- **What needs to be done**:
Your task is to write out all of the records once more, exactly.

** Opening Given records block **

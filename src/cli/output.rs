//! Terminal output formatting with colors
//!
//! Respects NO_COLOR, CLICOLOR, CLICOLOR_FORCE automatically.

use colored::Colorize;

/// Print a one-line diagnostic (red bold "cygport:" prefix) to stderr
pub fn error(msg: &(impl std::fmt::Display + ?Sized)) {
    eprintln!("{}: {}", "cygport".red().bold(), msg);
}

/// Print a diagnostic followed by a usage hint, on one line, to stderr
pub fn error_with_usage_hint(msg: &(impl std::fmt::Display + ?Sized)) {
    eprintln!(
        "{}: {}.  For usage 'cygport --help'",
        "cygport".red().bold(),
        msg
    );
}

** Closing Given records block **

- **Finished exercise**:
filename src/cli/output.rs
//! Terminal output formatting with colors
//!
//! Respects NO_COLOR, CLICOLOR, CLICOLOR_FORCE automatically.

use colored::Colorize;

/// Print a one-line diagnostic (red bold "cygport:" prefix) to stderr
pub fn error(msg: &(impl std::fmt::Display + ?Sized)) {
    eprintln!("{}: {}", "cygport".red().bold(), msg);
}

/// Print a diagnostic followed by a usage hint, on one line, to stderr
pub fn error_with_usage_hint(msg: &(impl std::fmt::Display + ?Sized)) {
    eprintln!(
        "{}: {}.  For usage 'cygport --help'",
        "cygport".red().bold(),
        msg
    );
}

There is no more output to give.